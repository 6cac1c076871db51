//! Bitmap font text
//!
//! Glyphs come from a grid sheet. A character's cell is its code minus the
//! sheet's `ascii_offset`; characters without a cell leave a gap.

use super::quad::{UvRect, sprite_quad};
use super::vertex::QuadVertex;
use crate::settings::FontConfig;

/// Layout of a font sheet
#[derive(Debug, Clone, Copy, PartialEq, Eq)]
pub struct FontAtlas {
    pub cols: u32,
    pub rows: u32,
    pub ascii_offset: i32,
}

impl FontAtlas {
    pub fn new(cols: u32, rows: u32, ascii_offset: i32) -> Self {
        Self {
            cols: cols.max(1),
            rows: rows.max(1),
            ascii_offset,
        }
    }

    /// Sheet cell for a character, `None` if the sheet has no such cell
    pub fn glyph_index(&self, ch: char) -> Option<u32> {
        let cell = (ch as i64) - i64::from(self.ascii_offset);
        let cells = i64::from(self.cols) * i64::from(self.rows);
        (0..cells).contains(&cell).then_some(cell as u32)
    }

    /// Vertices for a line of text starting at the origin, six per drawn
    /// glyph. Glyph `i` is centered at x = (size + spacing) * i.
    pub fn layout_text(&self, text: &str, size: f32, spacing: f32) -> Vec<QuadVertex> {
        let mut vertices = Vec::with_capacity(text.len() * 6);
        for (i, ch) in text.chars().enumerate() {
            let Some(index) = self.glyph_index(ch) else {
                continue;
            };
            let offset = (size + spacing) * i as f32;
            let uv = UvRect::from_atlas(index, self.cols, self.rows);
            vertices.extend(sprite_quad(size, size, uv).into_iter().map(|mut v| {
                v.position[0] += offset;
                v
            }));
        }
        vertices
    }
}

impl From<&FontConfig> for FontAtlas {
    fn from(cfg: &FontConfig) -> Self {
        Self::new(cfg.cols, cfg.rows, cfg.ascii_offset)
    }
}

impl Default for FontAtlas {
    fn default() -> Self {
        Self::from(&FontConfig::default())
    }
}
//! Sprite quads and atlas sub-rectangles

use super::vertex::QuadVertex;

/// Texture-space rectangle, v grows downward (row 0 is the top of the image)
#[derive(Debug, Clone, Copy, PartialEq)]
pub struct UvRect {
    pub u0: f32,
    pub v0: f32,
    pub u1: f32,
    pub v1: f32,
}

impl UvRect {
    /// Whole texture
    pub const FULL: UvRect = UvRect {
        u0: 0.0,
        v0: 0.0,
        u1: 1.0,
        v1: 1.0,
    };

    /// Cell `index` of a `cols` x `rows` grid, counted row by row from the top
    /// left. Out-of-range indices are clamped to the last cell.
    pub fn from_atlas(index: u32, cols: u32, rows: u32) -> Self {
        let cols = cols.max(1);
        let rows = rows.max(1);
        let index = index.min(cols * rows - 1);

        let w = 1.0 / cols as f32;
        let h = 1.0 / rows as f32;
        let u0 = (index % cols) as f32 * w;
        let v0 = (index / cols) as f32 * h;
        Self {
            u0,
            v0,
            u1: u0 + w,
            v1: v0 + h,
        }
    }
}

/// Two triangles covering a `width` x `height` box centered on the origin
pub fn sprite_quad(width: f32, height: f32, uv: UvRect) -> [QuadVertex; 6] {
    let (hw, hh) = (width * 0.5, height * 0.5);
    [
        QuadVertex::new(-hw, -hh, uv.u0, uv.v1),
        QuadVertex::new(hw, -hh, uv.u1, uv.v1),
        QuadVertex::new(hw, hh, uv.u1, uv.v0),
        QuadVertex::new(-hw, -hh, uv.u0, uv.v1),
        QuadVertex::new(hw, hh, uv.u1, uv.v0),
        QuadVertex::new(-hw, hh, uv.u0, uv.v0),
    ]
}
//! Rich diagnostic error types for the nu-calculus engine.
//!
//! Each subsystem defines its own error type with miette `#[diagnostic]` derives,
//! providing error codes, help text, and source chains so callers know exactly what
//! went wrong and how to fix it.

use miette::Diagnostic;
use thiserror::Error;

pub use crate::evidence::EvidenceError;
pub use crate::operators::OperatorError;
pub use crate::policy::PolicyError;

/// Top-level error type for the nu-calculus engine.
///
/// Each variant wraps a subsystem-specific error, preserving the full diagnostic
/// chain (error codes, help text) through to the caller.
#[derive(Debug, Error, Diagnostic)]
pub enum NuError {
    #[error(transparent)]
    #[diagnostic(transparent)]
    Policy(#[from] PolicyError),

    #[error(transparent)]
    #[diagnostic(transparent)]
    Evidence(#[from] EvidenceError),

    #[error(transparent)]
    #[diagnostic(transparent)]
    Operator(#[from] OperatorError),
}

/// Convenience alias for functions returning nu-calculus results.
pub type NuResult<T> = std::result::Result<T, NuError>;

#[cfg(test)]
mod tests {
    use super::*;

    #[test]
    fn policy_error_converts_to_nu_error() {
        let err = PolicyError::WeightsDoNotSumToOne { sum: 0.8 };
        let nu: NuError = err.into();
        assert!(matches!(nu, NuError::Policy(PolicyError::WeightsDoNotSumToOne { .. })));
    }

    #[test]
    fn evidence_error_converts_to_nu_error() {
        let err = EvidenceError::ValenceOutOfRange { valence: 2.0 };
        let nu: NuError = err.into();
        assert!(matches!(nu, NuError::Evidence(EvidenceError::ValenceOutOfRange { .. })));
    }

    #[test]
    fn error_display_messages_are_descriptive() {
        let err = PolicyError::WeightsDoNotSumToOne { sum: 0.8 };
        let msg = format!("{err}");
        assert!(msg.contains("0.8"));
    }
}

· · · · ·

# REQUIRED WORK
Only a number is needed here: how many lines of the data include the word "subsystem"?

# RESULT
2